Retype exactly the lines that run from the start of the data to the line holding "pub mod local", including both, and only those.

*** Opening of DATA PROVIDED ***

use anyhow::{Context, Result};
use std::io::ErrorKind;
use std::path::Path;
use std::process::{Command, Output, Stdio};

/// Result of a best-effort removal. Absence is not an error.
#[derive(Debug, Clone, Copy, PartialEq, Eq)]
pub enum CleanupOutcome {
    Removed,
    NotFound,
}

impl CleanupOutcome {
    pub fn merge(self, other: CleanupOutcome) -> CleanupOutcome {
        if self == CleanupOutcome::Removed || other == CleanupOutcome::Removed {
            CleanupOutcome::Removed
        } else {
            CleanupOutcome::NotFound
        }
    }
}

/// Local command execution helpers
pub mod local {
    use super::*;

    pub fn execute(program: &str, args: &[&str]) -> Result<Output> {
        let mut cmd = Command::new(program);
        cmd.args(args);
        cmd.stdout(Stdio::piped()); // Capture stdout for parsing
        cmd.stderr(Stdio::piped()); // Capture stderr for error messages
        cmd.stdin(Stdio::null());
        cmd.output()
            .with_context(|| format!("Failed to execute command: {}", program))
    }

    /// Check if a command exists using native Rust (which crate)
    pub fn check_command_exists(command: &str) -> bool {
        which::which(command).is_ok()
    }

    pub fn read_file(path: impl AsRef<Path>) -> Result<String> {
        let path_ref = path.as_ref();
        std::fs::read_to_string(path_ref)
            .with_context(|| format!("Failed to read file: {}", path_ref.display()))
    }

    /// Remove a file or directory tree, treating absence as success
    pub fn remove_path(path: impl AsRef<Path>) -> Result<CleanupOutcome> {
        let path_ref = path.as_ref();
        let metadata = match std::fs::symlink_metadata(path_ref) {
            Ok(metadata) => metadata,
            Err(e) if e.kind() == ErrorKind::NotFound => return Ok(CleanupOutcome::NotFound),
            Err(e) => {
                return Err(e)
                    .with_context(|| format!("Failed to inspect: {}", path_ref.display()));
            }
        };

        let removed = if metadata.is_dir() {
            std::fs::remove_dir_all(path_ref)
        } else {
            std::fs::remove_file(path_ref)
        };
        match removed {
            Ok(()) => Ok(CleanupOutcome::Removed),
            Err(e) if e.kind() == ErrorKind::NotFound => Ok(CleanupOutcome::NotFound),
            Err(e) => Err(e).with_context(|| format!("Failed to remove: {}", path_ref.display())),
        }
    }

    /// Whether a directory exists and contains anything
    pub fn has_entries(path: impl AsRef<Path>) -> Result<bool> {
        let path_ref = path.as_ref();
        match std::fs::read_dir(path_ref) {
            Ok(mut entries) => Ok(entries.next().is_some()),
            Err(e) if e.kind() == ErrorKind::NotFound => Ok(false),
            Err(e) => {
                Err(e).with_context(|| format!("Failed to read directory: {}", path_ref.display()))
            }
        }
    }

    /// Remove everything inside a directory but keep the directory itself
    pub fn clear_directory(path: impl AsRef<Path>) -> Result<CleanupOutcome> {
        let path_ref = path.as_ref();
        let entries = match std::fs::read_dir(path_ref) {
            Ok(entries) => entries,
            Err(e) if e.kind() == ErrorKind::NotFound => return Ok(CleanupOutcome::NotFound),
            Err(e) => {
                return Err(e)
                    .with_context(|| format!("Failed to read directory: {}", path_ref.display()));
            }
        };

        let mut outcome = CleanupOutcome::NotFound;
        for entry in entries {
            let entry = entry?;
            outcome = outcome.merge(remove_path(entry.path())?);
        }
        Ok(outcome)
    }
}

/// Trait for executing commands and touching the filesystem on the node
pub trait CommandExecutor {
    /// Execute a program directly, capturing output
    fn execute_simple(&self, program: &str, args: &[&str]) -> Result<Output>;

    /// Check if a command exists
    fn check_command_exists(&self, command: &str) -> Result<bool>;

    fn read_file(&self, path: &Path) -> Result<String>;

    fn write_file(&self, path: &Path, content: &[u8]) -> Result<()>;

    /// Create directory recursively
    fn mkdir_p(&self, path: &Path) -> Result<()>;

    fn file_exists(&self, path: &Path) -> Result<bool>;

    /// Whether a directory exists and is not empty
    fn has_entries(&self, path: &Path) -> Result<bool>;

    /// Remove a file or directory tree
    fn remove_path(&self, path: &Path) -> Result<CleanupOutcome>;

    /// Empty a directory, leaving the directory in place
    fn clear_directory(&self, path: &Path) -> Result<CleanupOutcome>;

    fn copy_file(&self, from: &Path, to: &Path) -> Result<()>;

    /// Change owner and group of a path (not recursive)
    fn chown(&self, path: &Path, uid: u32, gid: u32) -> Result<()>;
}

/// Executor for the node this process runs on
#[derive(Debug, Default, Clone, Copy)]
pub struct Executor;

impl Executor {
    pub fn local() -> Self {
        Executor
    }
}

impl CommandExecutor for Executor {
    fn execute_simple(&self, program: &str, args: &[&str]) -> Result<Output> {
        local::execute(program, args)
    }

    fn check_command_exists(&self, command: &str) -> Result<bool> {
        Ok(local::check_command_exists(command))
    }

    fn read_file(&self, path: &Path) -> Result<String> {
        local::read_file(path)
    }

    fn write_file(&self, path: &Path, content: &[u8]) -> Result<()> {
        if let Some(parent) = path.parent() {
            self.mkdir_p(parent)?;
        }
        std::fs::write(path, content)
            .with_context(|| format!("Failed to write file: {}", path.display()))
    }

    fn mkdir_p(&self, path: &Path) -> Result<()> {
        std::fs::create_dir_all(path)
            .with_context(|| format!("Failed to create directory: {}", path.display()))
    }

    fn file_exists(&self, path: &Path) -> Result<bool> {
        Ok(path.is_file())
    }

    fn has_entries(&self, path: &Path) -> Result<bool> {
        local::has_entries(path)
    }

    fn remove_path(&self, path: &Path) -> Result<CleanupOutcome> {
        local::remove_path(path)
    }

    fn clear_directory(&self, path: &Path) -> Result<CleanupOutcome> {
        local::clear_directory(path)
    }

    fn copy_file(&self, from: &Path, to: &Path) -> Result<()> {
        std::fs::copy(from, to).with_context(|| {
            format!(
                "Failed to copy file from {} to {}",
                from.display(),
                to.display()
            )
        })?;
        Ok(())
    }

    fn chown(&self, path: &Path, uid: u32, gid: u32) -> Result<()> {
        nix::unistd::chown(
            path,
            Some(nix::unistd::Uid::from_raw(uid)),
            Some(nix::unistd::Gid::from_raw(gid)),
        )
        .with_context(|| format!("Failed to change ownership of {}", path.display()))
    }
}
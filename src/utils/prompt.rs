use anyhow::Result;
use std::io::{self, Write};

/// Interpret a yes/no answer, falling back to `default` on empty input
pub fn parse_answer(input: &str, default: bool) -> bool {
    match input.trim().to_ascii_lowercase().as_str() {
        "" => default,
        "y" | "yes" => true,
        _ => false,
    }
}

/// Ask a yes/no question on the terminal
pub fn confirm(question: &str, default: bool) -> Result<bool> {
    let hint = if default { "[Y/n]" } else { "[y/N]" };
    print!("{} {}: ", question, hint);
    io::stdout().flush()?;

    let mut input = String::new();
    io::stdin().read_line(&mut input)?;
    Ok(parse_answer(&input, default))
}
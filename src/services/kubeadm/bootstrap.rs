//! Single entry point for bootstrapping a control-plane node
//!
//! Strictly sequential: control plane, then overlay, then scheduling repair.
//! Taints are only removed once the overlay step has finished.

use crate::config_manager::Settings;
use crate::error::{BootstrapError, StepContext};
use crate::services::kubeadm::init::{ClusterInitiator, ControlPlane, InitOutcome};
use crate::services::kubeadm::overlay::{self, ManifestSource, OverlayOutcome};
use crate::services::kubeadm::progress::{Step, StepOutcome};
use crate::services::kubeadm::taints::{self, TaintRemoval};
use crate::services::kubeadm::tools::Toolkit;
use crate::services::kubeadm::types::{
    HardwareProfile, NodeIdentity, OperatorContext, OperatorDecisions,
};

#[derive(Debug, Clone)]
pub struct BootstrapReport {
    pub control_plane: ControlPlane,
    pub overlay: OverlayOutcome,
    /// None when the operator kept the taints
    pub taints: Option<Vec<(&'static str, TaintRemoval)>>,
}

#[derive(Debug, Clone)]
pub enum BootstrapOutcome {
    /// Operator declined to make this node a control plane
    Skipped,
    Completed(Box<BootstrapReport>),
}

pub struct Bootstrapper<'a> {
    toolkit: &'a Toolkit<'a>,
    settings: &'a Settings,
    operator: &'a OperatorContext,
    overlay_source: ManifestSource,
}

impl<'a> Bootstrapper<'a> {
    pub fn new(
        toolkit: &'a Toolkit<'a>,
        settings: &'a Settings,
        operator: &'a OperatorContext,
    ) -> Self {
        Self {
            toolkit,
            settings,
            operator,
            overlay_source: ManifestSource::from_settings(&settings.overlay),
        }
    }

    pub fn with_overlay_source(mut self, source: ManifestSource) -> Self {
        self.overlay_source = source;
        self
    }

    pub fn bootstrap(
        &self,
        identity: &NodeIdentity,
        hardware: &HardwareProfile,
        decisions: &OperatorDecisions,
    ) -> Result<BootstrapOutcome, BootstrapError> {
        let mut initiator = ClusterInitiator::new(self.toolkit, self.settings, self.operator);
        let control_plane = match initiator.run(identity, decisions)? {
            InitOutcome::Skipped => return Ok(BootstrapOutcome::Skipped),
            InitOutcome::Initialized(control_plane) => *control_plane,
        };

        let overlay = if decisions.install_overlay {
            overlay::install_overlay(
                self.toolkit,
                self.settings,
                identity,
                hardware,
                &self.overlay_source,
            )
            .inspect_err(|e| self.report_failure(e))?
        } else {
            println!("Skipping overlay installation; pods will not get networking until one is installed.");
            self.toolkit
                .progress
                .report(Step::InstallOverlay, StepOutcome::Skipped);
            OverlayOutcome::Skipped
        };

        let taints = if decisions.remove_taints {
            Some(self.repair_scheduling().inspect_err(|e| self.report_failure(e))?)
        } else {
            self.toolkit
                .progress
                .report(Step::RemoveTaints, StepOutcome::Skipped);
            None
        };

        Ok(BootstrapOutcome::Completed(Box::new(BootstrapReport {
            control_plane,
            overlay,
            taints,
        })))
    }

    fn repair_scheduling(&self) -> Result<Vec<(&'static str, TaintRemoval)>, BootstrapError> {
        let progress = self.toolkit.progress;
        progress.report(Step::RemoveTaints, StepOutcome::Started);
        println!("Removing control-plane scheduling taints...");
        let results =
            taints::remove_control_plane_taints(self.toolkit.cluster).in_step(Step::RemoveTaints)?;

        let outcome = if results.iter().any(|(_, r)| *r == TaintRemoval::Removed) {
            StepOutcome::Completed
        } else {
            StepOutcome::NothingToDo
        };
        progress.report(Step::RemoveTaints, outcome);
        Ok(results)
    }

    fn report_failure(&self, error: &BootstrapError) {
        self.toolkit
            .progress
            .report(error.step(), StepOutcome::Failed(error.to_string()));
    }
}
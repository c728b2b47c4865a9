//! Return a node to its pre-bootstrap state
//!
//! Removals are best-effort: absence is reported as `NotFound`, never as an error.
//! A failing `kubeadm reset` is logged and the manual removals still run.
//! Stopping and restarting services is fatal on failure because the next
//! phase needs a running runtime.

use crate::config_manager::Settings;
use crate::error::{BootstrapError, StepContext};
use crate::services::kubeadm::progress::{Step, StepOutcome};
use crate::services::kubeadm::tools::Toolkit;
use crate::services::kubeadm::types::OperatorContext;
use crate::utils::exec::{CleanupOutcome, CommandExecutor};
use anyhow::Context;

/// What each reset operation found
#[derive(Debug, Clone, Copy, PartialEq, Eq)]
pub struct ResetReport {
    pub tool_reset: CleanupOutcome,
    pub cni_config: CleanupOutcome,
    pub operator_kube_dir: CleanupOutcome,
    pub node_agent_state: CleanupOutcome,
    pub control_plane_data: CleanupOutcome,
}

impl ResetReport {
    pub fn outcomes(&self) -> [CleanupOutcome; 5] {
        [
            self.tool_reset,
            self.cni_config,
            self.operator_kube_dir,
            self.node_agent_state,
            self.control_plane_data,
        ]
    }

    /// True when the node had nothing left over from a previous run
    pub fn was_clean(&self) -> bool {
        self.outcomes()
            .iter()
            .all(|o| *o == CleanupOutcome::NotFound)
    }
}

fn describe(outcome: CleanupOutcome, what: &str) {
    match outcome {
        CleanupOutcome::Removed => println!("  ✓ Removed {}", what),
        CleanupOutcome::NotFound => println!("  - No {} to remove", what),
    }
}

/// Whether kubeadm left anything behind for its own reset to undo
fn has_prior_state(exec: &dyn CommandExecutor, settings: &Settings) -> bool {
    let paths = &settings.paths;
    let exists = |p: &std::path::Path| exec.file_exists(p).unwrap_or(false);
    exists(&paths.admin_conf)
        || exists(&paths.kubelet_dir.join("config.yaml"))
        || exec.has_entries(&paths.etcd_dir).unwrap_or(false)
}

/// Bring the node to a clean pre-bootstrap state. Safe to run any number of times.
pub fn reset_node(
    toolkit: &Toolkit<'_>,
    settings: &Settings,
    operator: &OperatorContext,
) -> Result<ResetReport, BootstrapError> {
    let exec = toolkit.exec;
    let paths = &settings.paths;
    let runtime = &settings.runtime;
    toolkit.progress.report(Step::Reset, StepOutcome::Started);
    println!("Resetting node state...");

    // 1. kubeadm's own reset
    let had_state = has_prior_state(exec, settings);
    let tool_reset = match toolkit.tool.reset(true) {
        Ok(()) if had_state => CleanupOutcome::Removed,
        Ok(()) => CleanupOutcome::NotFound,
        Err(failure) => {
            // The manual removals below cover whatever kubeadm left behind
            tracing::warn!(
                error = %failure,
                had_state,
                "kubeadm reset failed, continuing with manual cleanup"
            );
            println!("  ⚠ kubeadm reset reported an error: {}", failure.diagnostics());
            if had_state {
                CleanupOutcome::Removed
            } else {
                CleanupOutcome::NotFound
            }
        }
    };
    describe(tool_reset, "previous kubeadm state");

    // 2. CNI configuration
    let cni_config = exec.clear_directory(&paths.cni_dir).in_step(Step::Reset)?;
    describe(cni_config, "CNI configuration");

    // 3. Operator's cached admin credential
    let operator_kube_dir = exec
        .remove_path(&operator.kube_dir())
        .in_step(Step::Reset)?;
    describe(operator_kube_dir, "cached kubeconfig");

    // 4. Stop node agent, then runtime
    for unit in [&runtime.node_agent_service, &runtime.runtime_service] {
        toolkit
            .services
            .stop(unit)
            .with_context(|| format!("Failed to stop {}", unit))
            .in_step(Step::Reset)?;
    }

    // 5. Node agent state and control-plane data
    let node_agent_state = exec
        .clear_directory(&paths.kubelet_dir)
        .in_step(Step::Reset)?;
    describe(node_agent_state, "kubelet state");
    let control_plane_data = exec.clear_directory(&paths.etcd_dir).in_step(Step::Reset)?;
    describe(control_plane_data, "etcd data");

    // 6. Runtime, node agent, then the low-level daemon
    let mut restarts = vec![&runtime.runtime_service, &runtime.node_agent_service];
    restarts.extend(runtime.low_level_service.as_ref());
    for unit in restarts {
        toolkit
            .services
            .restart(unit)
            .with_context(|| format!("Failed to restart {}", unit))
            .in_step(Step::Reset)?;
    }
    println!("✓ Services restarted");

    // Soft synchronization point for the daemons to come back
    let settle = runtime.settle_delay();
    if !settle.is_zero() {
        tracing::debug!(secs = settle.as_secs(), "waiting for services to settle");
        toolkit.clock.sleep(settle);
    }

    let report = ResetReport {
        tool_reset,
        cni_config,
        operator_kube_dir,
        node_agent_state,
        control_plane_data,
    };
    let outcome = if report.was_clean() {
        StepOutcome::NothingToDo
    } else {
        StepOutcome::Completed
    };
    toolkit.progress.report(Step::Reset, outcome);
    Ok(report)
}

*** Close of DATA PROVIDED ***

EXERCISE OUTPUT
use anyhow::{Context, Result};
use std::io::ErrorKind;
use std::path::Path;
use std::process::{Command, Output, Stdio};

/// Result of a best-effort removal. Absence is not an error.
#[derive(Debug, Clone, Copy, PartialEq, Eq)]
pub enum CleanupOutcome {
    Removed,
    NotFound,
}

impl CleanupOutcome {
    pub fn merge(self, other: CleanupOutcome) -> CleanupOutcome {
        if self == CleanupOutcome::Removed || other == CleanupOutcome::Removed {
            CleanupOutcome::Removed
        } else {
            CleanupOutcome::NotFound
        }
    }
}

/// Local command execution helpers
pub mod local {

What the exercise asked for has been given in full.